Have you ever wondered what a strange, odd or just plain silly dream meant? I’ve had a few weird recurring dreams. Some I can only recall random pieces of, others flow through my brain like a mental movie (complete with rolling credits!)

I woke up feeling both exhilarated and sexually frustrated after having phone sex with Wonder Woman. The face of a rotary dial phone literally appeared on my genitals. She lovingly put her finger in each number’s designated hole and slowly turned.

Perhaps your dreams have been boring lately. If so, choose to expose yourself to new experiences throughout the day. Dreaming allows our subconscious to process the day’s events. I work in a call center and watch superhero movies. New stimuli will make your dreams become exciting once again.

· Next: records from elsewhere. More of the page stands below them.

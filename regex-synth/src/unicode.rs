/*!
Code point predicates used by the escaping policy, and [`UnicodeClass`] names.

The synthesizers only need to know whether a code point exists, whether it is
an ISO control character and whether it lives outside the Basic Multilingual
Plane. Everything else is rendered literally.
*/
use core::fmt;

use crate::{Error, Result};

/// The largest Unicode code point.
pub const MAX_CODEPOINT: u32 = 0x10FFFF;

/// Returns true if `cp` is in `0..=0x10FFFF`. Surrogate halves are included.
#[inline]
pub fn is_valid_codepoint(cp: u32) -> bool {
    cp <= MAX_CODEPOINT
}

/// Returns true if `cp` is a Unicode scalar value, i.e. a valid code point that is not a surrogate half.
#[inline]
pub fn is_scalar_value(cp: u32) -> bool {
    char::from_u32(cp).is_some()
}

/// `0x00..=0x1F` and `0x7F..=0x9F`.
#[inline]
pub fn is_iso_control(c: char) -> bool {
    matches!(c as u32, 0x00..=0x1F | 0x7F..=0x9F)
}

/// Returns true if `c` is outside the Basic Multilingual Plane.
#[inline]
pub fn is_supplementary(c: char) -> bool {
    c as u32 > 0xFFFF
}

/// A Unicode general category or script, referenced by name.
///
/// The class is never expanded into code points. It is rendered verbatim as
/// `\pL` / `\p{Greek}` (or `\PL` / `\P{Greek}` when negated), so it can be
/// attached to a [`CodepointSet`](crate::synthesis::CodepointSet) without
/// enumerating the script.
///
/// ```
/// use regex_synth::unicode::UnicodeClass;
///
/// let greek = UnicodeClass::new("Greek").unwrap();
/// assert_eq!(greek.to_regex(false), r"\p{Greek}");
/// assert_eq!(greek.to_regex(true), r"\P{Greek}");
/// assert_eq!(UnicodeClass::new("L").unwrap().to_regex(false), r"\pL");
/// ```
#[derive(Clone, Debug, PartialEq, Eq, Hash, PartialOrd, Ord)]
pub struct UnicodeClass {
    name: String,
}

impl UnicodeClass {
    /// With the `unicode` feature the name is checked against the property
    /// tables of `regex-syntax`. Without it only the shape of the name is checked.
    pub fn new(name: impl Into<String>) -> Result<Self> {
        let name = name.into();
        let well_formed = !name.is_empty()
            && name
                .chars()
                .all(|c| c.is_ascii_alphanumeric() || matches!(c, '_' | ' ' | '-' | '=' | '.'));
        if !well_formed {
            return Err(Error::InvalidUnicodeClass(name));
        }

        #[cfg(feature = "unicode")]
        if regex_syntax::parse(&format!(r"\p{{{name}}}")).is_err() {
            return Err(Error::InvalidUnicodeClass(name));
        }

        Ok(Self { name })
    }

    pub fn name(&self) -> &str {
        &self.name
    }

    pub fn to_regex(&self, negated: bool) -> String {
        let p = if negated { 'P' } else { 'p' };
        if self.name.chars().count() == 1 {
            format!(r"\{p}{}", self.name)
        } else {
            format!(r"\{p}{{{}}}", self.name)
        }
    }
}

impl fmt::Display for UnicodeClass {
    fn fmt(&self, f: &mut fmt::Formatter<'_>) -> fmt::Result {
        f.write_str(&self.name)
    }
}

Regurgitating one’s subconscious on paper may seem tedious or even ridiculous, but many a midsummer night’s dream or winter’s tale have given birth to narration. Samuel Taylor Coleridge wrote Kubla Khan immediately on waking from a dream. This poem is considered one of the most famous examples of Romanticism in English poetry. A copy of its manuscript is a permanent exhibit at the British Museum in London. Dreams can inspire spectacular writing.

C. S. Lewis said that the famous Narnia story, The Lion, the Witch and the Wardrobe, came to him from a single picture he received in a dream of a faun carrying an umbrella and parcels through a snowy wood. Mr. Tumnus is that faun. Whether writing for pleasure or profit, your dream log could be a gateway to published imagination.

Dreams can be recorded in a paper diary (as text, drawings, paintings, etc.) or via an audio recording device (as narrative, music or imitations of auditory experiences from the dream). Many websites offer the ability to create a digital dream diary.

Oscar Wilde said, "They've promised that dreams can come true, but forgot to mention that nightmares are dreams too." Even those dreams that wake us up with our heart pounding and beads of sweat on our forehead can be used as a tool. If you’re like me, those shimmering images won’t linger long in the light of day. However, there are exceptions. As a young boy, L. Frank Baum had nightmares about being chased by a scarecrow. It would almost catch him and then collapse in a heap. By the time Baum wrote "The Wonderful Wizard of Oz," he was 44.

Stephen King is driven to tell stories as a way of allaying his many fears. He has addressed several over the years, including clowns, in It. In an interview with UK reporter Stan Nicholls, King said: “Like the ideas for some of my other novels, that [the inspiration for Misery] came to me in a dream.”